Hiltzik: coronavirus threatens some Social Security benefits


The coronavirus continues to confuse policymakers about its impact on public health, social structures, and the economy. Now Social Security advocates are beginning to grapple with its unannounced impact on millions of older workers

Simply put, anyone turning 60 this year could face a lifetime reduction in Social Security benefits due to a quirk in the program’s benefits formula that makes them vulnerable to this year’s economic downturn.

That is almost certain to happen unless Congress takes action by passing a single solution. The damage could be felt between 3 and 5 million workers and their families.

People should not experience a permanent big drop in their Social Security benefits just because they turn 60, become disabled, or experience the loss of a breadwinner at the start of a deep recession.

Paul Van de Water

Without the solution, preferably in the next coronavirus relief law, “Social Security benefits will be significantly lower for workers turning 60 this year and will be eligible for early retirement benefits in 2022,” wrote Paul Van de Water. , from the Budget Center and Political Priorities in the last siren call on the situation. “Those who are eligible for disability or youth survivor benefits in 2022 will also see lower benefits.”

The first notice of the problem appears to come from economics writer Brenton Smith on the FedSmith.com website, who raised the alarm on March 27.

Conservative commentator Andrew Biggs, a former Social Security official, followed up with an article published by the Wharton School of the University of Pennsylvania in April and an opinion warning in the Wall Street Journal in May.

As Biggs calculated, the failure could cost retirees with average lifetime earnings about $ 3,900 a year in benefits, until the end of their days. That would equal more than 20% of the current average annual Social Security benefit.

By his own assumptions, Biggs puts the gap at roughly 13% of what the 2019 Social Security trustees projected for workers born in 1960, who will turn 60 this year. Either way, it is a considerable success.

Biggs performed a valuable service by sounding the alarm, although his proposed solution will not be endorsed by many in the Social Security advocacy community. More on that in a moment.

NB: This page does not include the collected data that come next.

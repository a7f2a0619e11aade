use crate::output::{json, text};
use crate::OutputFormat;
use anyhow::Result;
use lapmatch::{build_report, Assignment, CostMatrix, SolveConfig};
use std::io::{self, Write};
use std::process::ExitCode;

#[derive(Debug, Clone, Copy, PartialEq, Eq)]
pub enum Verbosity {
    Quiet,
    Normal,
    Verbose,
}

#[allow(clippy::too_many_arguments)]
pub fn run(
    path: &str,
    format: OutputFormat,
    maximize: bool,
    exact: bool,
    tolerance: Option<f64>,
    quiet: bool,
    verbose: bool,
) -> Result<ExitCode> {
    let matrix = super::load_matrix(path)?;

    let mut config = if exact {
        SolveConfig::exact()
    } else {
        SolveConfig::default()
    };
    if let Some(tol) = tolerance {
        config.zero_tolerance = tol;
        config.validate()?;
    }

    let verbosity = if quiet {
        Verbosity::Quiet
    } else if verbose {
        Verbosity::Verbose
    } else {
        Verbosity::Normal
    };

    let stdout = io::stdout();
    let mut handle = stdout.lock();

    if verbosity == Verbosity::Verbose && format == OutputFormat::Text {
        text::write_matrix(&mut handle, &matrix)?;
    }

    // The solver always minimizes; maximization negates costs on the way in
    // and negates the reported result back.
    let solved = if maximize {
        negate_assignment(negated(&matrix)?.solve(&config)?)
    } else {
        matrix.solve(&config)?
    };

    let report = build_report(&matrix, &solved);

    match format {
        OutputFormat::Text => text::write_report(&mut handle, &report, verbosity)?,
        OutputFormat::Json => json::write_report(&mut handle, &report)?,
    }
    handle.flush()?;

    if report.complete {
        Ok(ExitCode::SUCCESS)
    } else {
        Ok(ExitCode::from(1))
    }
}

fn negated(matrix: &CostMatrix) -> Result<CostMatrix> {
    let rows: Vec<Vec<Option<f64>>> = (0..matrix.nrows())
        .map(|r| {
            matrix
                .row(r)
                .iter()
                .map(|cell| {
                    if cell.forbidden {
                        None
                    } else {
                        Some(-cell.value)
                    }
                })
                .collect()
        })
        .collect();
    Ok(CostMatrix::from_rows(&rows)?)
}

fn negate_assignment(mut assignment: Assignment) -> Assignment {
    for pair in &mut assignment.pairs {
        pair.cost = -pair.cost;
    }
    assignment.total_cost = -assignment.total_cost;
    assignment
}
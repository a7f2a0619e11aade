//! Configuration for the assignment solver.
//!
//! `SolveConfig` centralizes all numeric knobs so no tolerance or limit is
//! hardcoded inside the solver loop.

use serde::{Deserialize, Serialize};
use thiserror::Error;

#[derive(Debug, Clone, PartialEq, Serialize, Deserialize)]
#[serde(default)]
pub struct SolveConfig {
    /// Absolute tolerance used by the zero tests during starring and priming.
    /// `0.0` demands exact zeros, which is only safe for integer-valued costs.
    pub zero_tolerance: f64,
    /// Upper bound on the padded problem size N = max(rows, cols).
    pub max_dimension: u32,
    /// Defensive cap on state-machine transitions for one solve.
    pub max_steps: u64,
}

impl Default for SolveConfig {
    fn default() -> Self {
        Self {
            zero_tolerance: 1e-6,
            max_dimension: 4_096,
            max_steps: 10_000_000,
        }
    }
}

impl SolveConfig {
    /// Default tolerance-based configuration, suitable for fractional costs.
    pub fn tolerant() -> Self {
        Self::default()
    }

    /// Exact zero comparison. Only safe when every reduction and adjustment
    /// stays exactly representable, e.g. integer-valued costs.
    pub fn exact() -> Self {
        Self {
            zero_tolerance: 0.0,
            ..Default::default()
        }
    }

    pub fn builder() -> SolveConfigBuilder {
        SolveConfigBuilder {
            inner: SolveConfig::default(),
        }
    }

    pub fn validate(&self) -> Result<(), ConfigError> {
        if !self.zero_tolerance.is_finite() || self.zero_tolerance < 0.0 {
            return Err(ConfigError::InvalidTolerance {
                value: self.zero_tolerance,
            });
        }
        if self.max_dimension == 0 {
            return Err(ConfigError::NonPositiveLimit {
                field: "max_dimension",
                value: 0,
            });
        }
        if self.max_steps == 0 {
            return Err(ConfigError::NonPositiveLimit {
                field: "max_steps",
                value: 0,
            });
        }
        Ok(())
    }
}

#[derive(Debug, Clone, PartialEq, Error)]
pub enum ConfigError {
    #[error("zero_tolerance must be finite and non-negative (got {value})")]
    InvalidTolerance { value: f64 },
    #[error("{field} must be greater than zero (got {value})")]
    NonPositiveLimit { field: &'static str, value: u64 },
}

#[derive(Debug, Clone)]
pub struct SolveConfigBuilder {
    inner: SolveConfig,
}

impl Default for SolveConfigBuilder {
    fn default() -> Self {
        Self::new()
    }
}

impl SolveConfigBuilder {
    pub fn new() -> Self {
        SolveConfig::builder()
    }

    pub fn zero_tolerance(mut self, value: f64) -> Self {
        self.inner.zero_tolerance = value;
        self
    }

    pub fn max_dimension(mut self, value: u32) -> Self {
        self.inner.max_dimension = value;
        self
    }

    pub fn max_steps(mut self, value: u64) -> Self {
        self.inner.max_steps = value;
        self
    }

    pub fn build(self) -> Result<SolveConfig, ConfigError> {
        self.inner.validate()?;
        Ok(self.inner)
    }
}

#[cfg(test)]
mod tests {
    use super::*;

    #[test]
    fn defaults_are_valid() {
        let cfg = SolveConfig::default();
        cfg.validate().expect("default config validates");
        assert_eq!(cfg.zero_tolerance, 1e-6);
        assert_eq!(cfg.max_dimension, 4_096);
    }

    #[test]
    fn serde_roundtrip_preserves_defaults() {
        let cfg = SolveConfig::default();
        let json = serde_json::to_string(&cfg).expect("serialize default config");
        let parsed: SolveConfig = serde_json::from_str(&json).expect("deserialize default config");
        assert_eq!(cfg, parsed);
    }

    #[test]
    fn missing_fields_fall_back_to_defaults() {
        let parsed: SolveConfig = serde_json::from_str("{}").expect("deserialize empty object");
        assert_eq!(parsed, SolveConfig::default());
    }

    #[test]
    fn builder_rejects_negative_tolerance() {
        let err = SolveConfig::builder()
            .zero_tolerance(-1.0)
            .build()
            .expect_err("negative tolerance must be rejected");
        assert!(matches!(err, ConfigError::InvalidTolerance { value } if value == -1.0));
    }

    #[test]
    fn builder_rejects_zero_limits() {
        let err = SolveConfig::builder()
            .max_dimension(0)
            .build()
            .expect_err("zero max_dimension must be rejected");
        assert!(matches!(
            err,
            ConfigError::NonPositiveLimit {
                field: "max_dimension",
                ..
            }
        ));
    }

    #[test]
    fn exact_preset_disables_tolerance() {
        let cfg = SolveConfig::exact();
        assert_eq!(cfg.zero_tolerance, 0.0);
        assert_eq!(cfg.max_dimension, SolveConfig::default().max_dimension);
    }
}
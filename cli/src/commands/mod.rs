pub mod info;
pub mod solve;

use anyhow::{Context, Result};
use lapmatch::CostMatrix;
use serde::Deserialize;
use std::fs;

/// Matrix files are JSON: either a bare array of rows, or an object with a
/// `rows` field. `null` marks a forbidden pairing.
#[derive(Deserialize)]
#[serde(untagged)]
enum MatrixFile {
    Bare(Vec<Vec<Option<f64>>>),
    Wrapped { rows: Vec<Vec<Option<f64>>> },
}

pub(crate) fn load_matrix(path: &str) -> Result<CostMatrix> {
    let text =
        fs::read_to_string(path).with_context(|| format!("Failed to read matrix file: {}", path))?;

    let parsed: MatrixFile = serde_json::from_str(&text)
        .with_context(|| format!("Failed to parse matrix file: {}", path))?;

    let rows = match parsed {
        MatrixFile::Bare(rows) => rows,
        MatrixFile::Wrapped { rows } => rows,
    };

    let matrix =
        CostMatrix::from_rows(&rows).with_context(|| format!("Invalid matrix in {}", path))?;
    Ok(matrix)
}
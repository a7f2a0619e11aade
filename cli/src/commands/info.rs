use anyhow::Result;
use std::io::{self, Write};
use std::process::ExitCode;

pub fn run(path: &str) -> Result<ExitCode> {
    let matrix = super::load_matrix(path)?;

    let stdout = io::stdout();
    let mut handle = stdout.lock();

    let rows = matrix.nrows();
    let cols = matrix.ncols();
    let total = rows as usize * cols as usize;
    let forbidden = matrix.forbidden_count();
    let size = rows.max(cols);

    writeln!(handle, "Matrix: {}", path)?;
    if matrix.is_square() {
        writeln!(handle, "Shape: {}x{} (square)", rows, cols)?;
    } else {
        writeln!(handle, "Shape: {}x{} (padded to {}x{} when solved)", rows, cols, size, size)?;
    }
    writeln!(
        handle,
        "Cells: {} total, {} forbidden ({:.1}%)",
        total,
        forbidden,
        100.0 * forbidden as f64 / total as f64
    )?;

    for row in 0..rows {
        let allowed = matrix.row(row).iter().filter(|c| !c.forbidden).count();
        if allowed == 0 {
            writeln!(handle, "  row {}: no assignable column", row)?;
        }
    }

    let unusable_rows = (0..rows)
        .filter(|&r| matrix.row(r).iter().all(|c| c.forbidden))
        .count();
    if unusable_rows == 0 {
        writeln!(handle, "Every row has at least one assignable column.")?;
    }

    Ok(ExitCode::SUCCESS)
}
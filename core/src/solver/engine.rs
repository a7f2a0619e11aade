//! The solving state machine.
//!
//! Each state handler performs one phase of the covering-based Hungarian
//! algorithm and returns the next state, or a typed error for the two
//! infeasibility conditions. The dispatch loop in [`Engine::run`] replaces
//! the classical numbered-step control flow with an explicit `Step` enum
//! and enforces the defensive transition cap.
//!
//! Every scan is row-major, top-to-bottom, left-to-right, first match wins.
//! That tie-break is observable: it decides which of several cost-equal
//! optimal assignments is returned.

use crate::config::SolveConfig;
#[cfg(feature = "solve-metrics")]
use crate::perf::{DualLabels, SolveMetrics};
use crate::solve::SolveError;
use crate::solver::marks::{CoverState, Mark, MarkMatrix};
use crate::solver::pad::PaddedProblem;

#[derive(Debug, Clone, Copy, PartialEq, Eq)]
enum Step {
    RowReduce,
    StarZeros,
    CoverColumns,
    FindZero,
    Augment { origin: (u32, u32) },
    Adjust,
    Done,
}

pub(crate) struct Engine<'a> {
    problem: &'a mut PaddedProblem,
    size: u32,
    tolerance: f64,
    marks: MarkMatrix,
    covers: CoverState,
    #[cfg(feature = "solve-metrics")]
    metrics: Option<&'a mut SolveMetrics>,
}

impl<'a> Engine<'a> {
    pub(crate) fn new(problem: &'a mut PaddedProblem, config: &SolveConfig) -> Engine<'a> {
        let size = problem.size();
        Engine {
            problem,
            size,
            tolerance: config.zero_tolerance,
            marks: MarkMatrix::new(size),
            covers: CoverState::new(size),
            #[cfg(feature = "solve-metrics")]
            metrics: None,
        }
    }

    #[cfg(feature = "solve-metrics")]
    pub(crate) fn with_metrics(
        problem: &'a mut PaddedProblem,
        config: &SolveConfig,
        metrics: &'a mut SolveMetrics,
    ) -> Engine<'a> {
        let size = problem.size();
        metrics.dual_labels = Some(DualLabels::zeroed(size));
        let mut engine = Engine::new(problem, config);
        engine.metrics = Some(metrics);
        engine
    }

    pub(crate) fn into_marks(self) -> MarkMatrix {
        self.marks
    }

    /// Runs the machine to completion or to a typed failure.
    pub(crate) fn run(&mut self, max_steps: u64) -> Result<(), SolveError> {
        let mut step = Step::RowReduce;
        let mut transitions: u64 = 0;

        loop {
            transitions += 1;
            if transitions > max_steps {
                return Err(SolveError::StepLimitExceeded { limit: max_steps });
            }

            step = match step {
                Step::RowReduce => self.reduce_rows()?,
                Step::StarZeros => self.star_zeros(),
                Step::CoverColumns => self.cover_columns(),
                Step::FindZero => self.find_zero(),
                Step::Augment { origin } => self.augment(origin),
                Step::Adjust => self.adjust()?,
                Step::Done => {
                    #[cfg(feature = "solve-metrics")]
                    if let Some(m) = self.metrics.as_deref_mut() {
                        m.transitions = transitions;
                    }
                    return Ok(());
                }
            };
        }
    }

    /// Zero test shared by starring and priming. The same tolerance must be
    /// used by both phases or the machine can stall between them.
    fn is_zero(&self, value: f64) -> bool {
        value.abs() <= self.tolerance
    }

    /// Subtracts each row's minimum assignable value from that row.
    fn reduce_rows(&mut self) -> Result<Step, SolveError> {
        for row in 0..self.size {
            let mut min: Option<f64> = None;
            for col in 0..self.size {
                let cell = self.problem.working.at(row, col);
                if cell.forbidden {
                    continue;
                }
                min = Some(min.map_or(cell.value, |m: f64| m.min(cell.value)));
            }

            let Some(min) = min else {
                return Err(SolveError::UnsolvableRow { row });
            };

            for col in 0..self.size {
                let cell = self.problem.working.at_mut(row, col);
                if !cell.forbidden {
                    cell.value -= min;
                }
            }

            #[cfg(feature = "solve-metrics")]
            if let Some(m) = self.metrics.as_deref_mut() {
                if let Some(labels) = m.dual_labels.as_mut() {
                    labels.rows[row as usize] = min;
                }
            }
        }

        Ok(Step::StarZeros)
    }

    /// Greedily stars assignable zeros, at most one per row and column.
    fn star_zeros(&mut self) -> Step {
        for row in 0..self.size {
            for col in 0..self.size {
                if self.covers.row_covered(row) || self.covers.col_covered(col) {
                    continue;
                }
                let cell = self.problem.working.at(row, col);
                if cell.forbidden || !self.is_zero(cell.value) {
                    continue;
                }
                self.marks.set(row, col, Mark::Starred);
                self.covers.cover_row(row);
                self.covers.cover_col(col);

                #[cfg(feature = "solve-metrics")]
                if let Some(m) = self.metrics.as_deref_mut() {
                    m.stars += 1;
                }
                break;
            }
        }
        self.covers.clear();
        Step::CoverColumns
    }

    /// Covers every starred column; a full cover means the matching is
    /// complete.
    fn cover_columns(&mut self) -> Step {
        let mut covered: u32 = 0;
        for col in 0..self.size {
            if self.marks.star_in_col(col).is_some() {
                self.covers.cover_col(col);
                covered += 1;
            }
        }

        if covered >= self.size {
            Step::Done
        } else {
            Step::FindZero
        }
    }

    /// Primes uncovered assignable zeros until one lands in a star-free row
    /// (the augmenting-path origin) or none remain.
    fn find_zero(&mut self) -> Step {
        while let Some((row, col)) = self.first_uncovered_zero() {
            self.marks.set(row, col, Mark::Primed);

            #[cfg(feature = "solve-metrics")]
            if let Some(m) = self.metrics.as_deref_mut() {
                m.primes += 1;
            }

            match self.marks.star_in_row(row) {
                Some(star_col) => {
                    self.covers.cover_row(row);
                    self.covers.uncover_col(star_col);
                }
                None => return Step::Augment { origin: (row, col) },
            }
        }
        Step::Adjust
    }

    fn first_uncovered_zero(&self) -> Option<(u32, u32)> {
        for row in 0..self.size {
            if self.covers.row_covered(row) {
                continue;
            }
            for col in 0..self.size {
                if self.covers.col_covered(col) {
                    continue;
                }
                let cell = self.problem.working.at(row, col);
                if !cell.forbidden && self.is_zero(cell.value) {
                    return Some((row, col));
                }
            }
        }
        None
    }

    /// Flips marks along the alternating prime/star path from `origin`,
    /// growing the matching by one, then resets covers and primes.
    fn augment(&mut self, origin: (u32, u32)) -> Step {
        let mut path = Vec::with_capacity(2 * self.size as usize + 1);
        path.push(origin);

        let mut col = origin.1;
        loop {
            let Some(star_row) = self.marks.star_in_col(col) else {
                break;
            };
            path.push((star_row, col));

            let Some(prime_col) = self.marks.prime_in_row(star_row) else {
                break;
            };
            path.push((star_row, prime_col));
            col = prime_col;
        }

        for &(r, c) in &path {
            let next = if self.marks.at(r, c) == Mark::Starred {
                Mark::None
            } else {
                Mark::Starred
            };
            self.marks.set(r, c, next);
        }

        self.covers.clear();
        self.marks.clear_primes();

        #[cfg(feature = "solve-metrics")]
        if let Some(m) = self.metrics.as_deref_mut() {
            m.augmentations += 1;
        }

        Step::CoverColumns
    }

    /// Shifts costs by the smallest uncovered assignable value: covered rows
    /// gain it, uncovered columns lose it. Forbidden cells are untouched, so
    /// their status and the true costs survive verbatim.
    fn adjust(&mut self) -> Result<Step, SolveError> {
        let mut delta: Option<f64> = None;
        for row in 0..self.size {
            if self.covers.row_covered(row) {
                continue;
            }
            for col in 0..self.size {
                if self.covers.col_covered(col) {
                    continue;
                }
                let cell = self.problem.working.at(row, col);
                if cell.forbidden {
                    continue;
                }
                delta = Some(delta.map_or(cell.value, |d: f64| d.min(cell.value)));
            }
        }

        let Some(delta) = delta else {
            return Err(SolveError::NoFeasibleAdjustment);
        };

        for row in 0..self.size {
            let row_covered = self.covers.row_covered(row);
            for col in 0..self.size {
                let col_covered = self.covers.col_covered(col);
                let cell = self.problem.working.at_mut(row, col);
                if cell.forbidden {
                    continue;
                }
                if row_covered {
                    cell.value += delta;
                }
                if !col_covered {
                    cell.value -= delta;
                }
            }
        }

        #[cfg(feature = "solve-metrics")]
        if let Some(m) = self.metrics.as_deref_mut() {
            m.adjustments += 1;
            m.delta_applied += delta;
            if let Some(labels) = m.dual_labels.as_mut() {
                for row in 0..self.size {
                    if self.covers.row_covered(row) {
                        labels.rows[row as usize] -= delta;
                    }
                }
                for col in 0..self.size {
                    if self.covers.col_covered(col) {
                        labels.cols[col as usize] += delta;
                    }
                }
            }
        }

        Ok(Step::FindZero)
    }
}
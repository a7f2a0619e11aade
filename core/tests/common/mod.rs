//! Common test utilities shared across integration tests.

#![allow(dead_code)]

use lapmatch::{Assignment, CostMatrix, SolveConfig};

/// Forbidden-cell shorthand for matrix literals.
pub const X: Option<f64> = None;

/// Assignable-cell shorthand for matrix literals.
pub fn c(value: f64) -> Option<f64> {
    Some(value)
}

pub fn matrix_of(values: &[&[f64]]) -> CostMatrix {
    let rows: Vec<Vec<f64>> = values.iter().map(|r| r.to_vec()).collect();
    CostMatrix::from_values(&rows).expect("well-formed matrix")
}

pub fn matrix_from(rows: &[&[Option<f64>]]) -> CostMatrix {
    let rows: Vec<Vec<Option<f64>>> = rows.iter().map(|r| r.to_vec()).collect();
    CostMatrix::from_rows(&rows).expect("well-formed matrix")
}

/// Rebuilds `matrix` with every assignable cost negated, the caller-side
/// maximization transform.
pub fn negated(matrix: &CostMatrix) -> CostMatrix {
    let rows: Vec<Vec<Option<f64>>> = (0..matrix.nrows())
        .map(|r| {
            matrix
                .row(r)
                .iter()
                .map(|cell| {
                    if cell.forbidden {
                        None
                    } else {
                        Some(-cell.value)
                    }
                })
                .collect()
        })
        .collect();
    CostMatrix::from_rows(&rows).expect("negation preserves shape")
}

pub fn solve_default(matrix: &CostMatrix) -> Assignment {
    matrix
        .solve(&SolveConfig::default())
        .expect("solvable instance")
}

pub fn pairs_of(assignment: &Assignment) -> Vec<(u32, u32)> {
    assignment.pairs.iter().map(|p| (p.row, p.col)).collect()
}

/// Totals are compared with the same loose epsilon the expected values were
/// recorded at.
pub fn assert_total(assignment: &Assignment, expected: f64) {
    assert!(
        (assignment.total_cost - expected).abs() < 1e-3,
        "total cost {} differs from expected {}",
        assignment.total_cost,
        expected
    );
}
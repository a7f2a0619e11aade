//! Assignment extraction from the final marks.

use crate::solve::{AssignedPair, Assignment};
use crate::solver::marks::{Mark, MarkMatrix};
use crate::solver::pad::PaddedProblem;

/// Collects starred cells inside the caller's original rectangle, skipping
/// synthetic and forbidden pairings, and totals their original costs.
///
/// Rows or columns whose star landed in the padding are simply absent;
/// callers detect that by comparing the pair count against the expected
/// side length.
pub(crate) fn extract(problem: &PaddedProblem, marks: &MarkMatrix) -> Assignment {
    let mut pairs = Vec::new();
    let mut total = 0.0;

    for row in 0..problem.rows {
        for col in 0..problem.cols {
            if marks.at(row, col) != Mark::Starred {
                continue;
            }
            let cell = problem.original.at(row, col);
            if cell.forbidden {
                continue;
            }
            pairs.push(AssignedPair {
                row,
                col,
                cost: cell.value,
            });
            total += cell.value;
        }
    }

    Assignment {
        pairs,
        total_cost: total,
    }
}
//! Square padding of rectangular problems.

use crate::matrix::{CostCell, CostMatrix};

/// A dense N×N grid of cost cells, indexed `0..size` in both axes.
#[derive(Debug, Clone, PartialEq)]
pub(crate) struct SquareMatrix {
    size: u32,
    cells: Vec<CostCell>,
}

impl SquareMatrix {
    fn filled(size: u32, cell: CostCell) -> SquareMatrix {
        SquareMatrix {
            size,
            cells: vec![cell; size as usize * size as usize],
        }
    }

    pub(crate) fn size(&self) -> u32 {
        self.size
    }

    pub(crate) fn at(&self, row: u32, col: u32) -> CostCell {
        debug_assert!(row < self.size && col < self.size);
        self.cells[row as usize * self.size as usize + col as usize]
    }

    pub(crate) fn at_mut(&mut self, row: u32, col: u32) -> &mut CostCell {
        debug_assert!(row < self.size && col < self.size);
        &mut self.cells[row as usize * self.size as usize + col as usize]
    }
}

/// An R×C instance padded to N×N, N = max(R, C).
///
/// `working` is mutated by reduction and adjustment; `original` is read only
/// at extraction time. Synthetic padding cells are zero-cost and assignable
/// in `working` but forbidden in `original`, so the padding never perturbs
/// the true optimum and never leaks into the result.
#[derive(Debug)]
pub(crate) struct PaddedProblem {
    pub(crate) rows: u32,
    pub(crate) cols: u32,
    pub(crate) working: SquareMatrix,
    pub(crate) original: SquareMatrix,
}

impl PaddedProblem {
    pub(crate) fn new(matrix: &CostMatrix) -> PaddedProblem {
        let rows = matrix.nrows();
        let cols = matrix.ncols();
        let size = rows.max(cols);

        let mut working = SquareMatrix::filled(size, CostCell::allowed(0.0));
        let mut original = SquareMatrix::filled(size, CostCell::blocked());

        for row in 0..rows {
            for col in 0..cols {
                let cell = matrix.at(row, col);
                *working.at_mut(row, col) = cell;
                *original.at_mut(row, col) = cell;
            }
        }

        PaddedProblem {
            rows,
            cols,
            working,
            original,
        }
    }

    pub(crate) fn size(&self) -> u32 {
        self.working.size()
    }
}
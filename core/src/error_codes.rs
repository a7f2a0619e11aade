//! Stable error codes attached to user-facing errors.
//!
//! Codes are part of the public contract: messages may be reworded, codes
//! may not be reused for a different condition.

pub const MATRIX_EMPTY: &str = "LAPMATCH_MATRIX_001";
pub const MATRIX_RAGGED_ROW: &str = "LAPMATCH_MATRIX_002";
pub const MATRIX_NON_FINITE: &str = "LAPMATCH_MATRIX_003";

pub const SOLVE_DIMENSION_EXCEEDED: &str = "LAPMATCH_SOLVE_001";
pub const SOLVE_UNSOLVABLE_ROW: &str = "LAPMATCH_SOLVE_002";
pub const SOLVE_NO_FEASIBLE_ADJUSTMENT: &str = "LAPMATCH_SOLVE_003";
pub const SOLVE_STEP_LIMIT: &str = "LAPMATCH_SOLVE_004";
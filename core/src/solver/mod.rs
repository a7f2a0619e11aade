//! Covering-based Hungarian solver pipeline.
//!
//! The pipeline is strictly Pad → state machine → Extract:
//!
//! 1. **Padding** (`pad.rs`): an R×C instance becomes an N×N square
//!    problem, N = max(R,C), with synthetic cells that are zero-cost in the
//!    working matrix and forbidden in the original.
//! 2. **State machine** (`engine.rs`): row reduction, zero starring, the
//!    covering test, zero priming, path augmentation, and dual adjustment,
//!    driven by an explicit `Step` dispatch loop.
//! 3. **Extraction** (`extract.rs`): starred cells inside the original
//!    rectangle become the result; costs come from the untouched original
//!    matrix.
//!
//! Every structure here is created per solve and sized to N; nothing is
//! shared between solves, so concurrent solves need no coordination.

mod engine;
mod extract;
mod marks;
mod pad;

use crate::config::SolveConfig;
use crate::matrix::CostMatrix;
#[cfg(feature = "solve-metrics")]
use crate::perf::SolveMetrics;
use crate::solve::{Assignment, SolveError};
use self::engine::Engine;
use self::pad::PaddedProblem;

pub(crate) fn run(matrix: &CostMatrix, config: &SolveConfig) -> Result<Assignment, SolveError> {
    let mut problem = PaddedProblem::new(matrix);
    let mut engine = Engine::new(&mut problem, config);
    engine.run(config.max_steps)?;
    let marks = engine.into_marks();
    Ok(extract::extract(&problem, &marks))
}

#[cfg(feature = "solve-metrics")]
pub(crate) fn run_with_metrics(
    matrix: &CostMatrix,
    config: &SolveConfig,
    metrics: &mut SolveMetrics,
) -> Result<Assignment, SolveError> {
    metrics.start();
    let mut problem = PaddedProblem::new(matrix);
    let mut engine = Engine::with_metrics(&mut problem, config, metrics);
    let outcome = engine.run(config.max_steps);
    let marks = engine.into_marks();
    metrics.finish();
    outcome?;
    Ok(extract::extract(&problem, &marks))
}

The problem is basically technical. Here is a direct explanation (I hope).

Social Security benefits are calculated based on a worker’s average career earnings, producing what is known as average indexed monthly earnings. As Van de Water explains, earnings of workers through age 59 are adjusted to account for wage growth across the economy, using an “average wage index.”

Under normal conditions, this is the correct way to establish benefits: you adjust them more as average wages increase, and since wages tend to rise faster than prices by about 1% per year, that allows benefits to reflect long-term economic progress.

The problem arises if general wages fall sharply. That is likely to happen as a result of the multi-month economic blackout caused by the coronavirus and residual layoffs and leave until the end of the year. Van de Water proposes a fall of at least 5% in average wages in 2020; Biggs bases his calculation on a 15% drop.

As Biggs succinctly explains, referring to the year workers turn 60, “a drop in national average wages in that year reduces the Social Security index measure of all your past earnings. This produces a lower estimate of average career earnings and, therefore, a lower Social Security benefit. “The deficit affects the worker’s lifetime benefits.

This situation is obviously unfair to anyone turning 60 this year. So what to do about it?

Biggs proposes to completely eliminate wage indexation, substituting an inflation index (i.e. based on price increases rather than wage increases) along with some other formula adjustments.

That is unpleasant for Social Security advocates, who value wage indexation because it helps maintain benefit parity, and therefore the relevance of Social Security to recently retired workers, and because the wage failure It occurs only rarely.

But the current problem, which stems from extraordinary conditions, is unprecedented. Smith notes that it last happened in the 2009 recession year, when instead of increasing by more than 4% as expected by the Social Security Administration, the average salary fell 1.5%. Workers born in 1949 anod, therefore, turning 60 in 2009, “paid a very high price on their benefits” that may have reached $ 100 a month or more, Smith writes.

Van de Water and other Social Security experts come up with a simpler solution to the problem: getting Congress to order that changes in the wage index can never generate lower benefits than the year before.

There are two precedents for that. Maximum annual earnings subject to Social Security payroll tax never fall even when wages fall (this year, it’s $ 137,700, up from $ 132,900 last year).

And cost-of-living adjustments to annual benefits can never lead to lower benefits from one year to the next, even if the consumer price index on which they are based falls.

That is the best option for Congress, and one that should be inserted into the next coronavirus relief bill so that the problem is not neglected. The retirement benefits of millions of Americans are at stake.

Social Security, as Franklin Roosevelt observed at the time of its creation, was designed to help Americans cope with the “dangers and vicissitudes of life.”

That phrase aptly defines the current economic outlook. As Van de Water writes, “People should not experience a large and permanent drop in their Social Security benefits just because they turn 60, become disabled, or experience the loss of a breadwinner at the start of a deep recession.”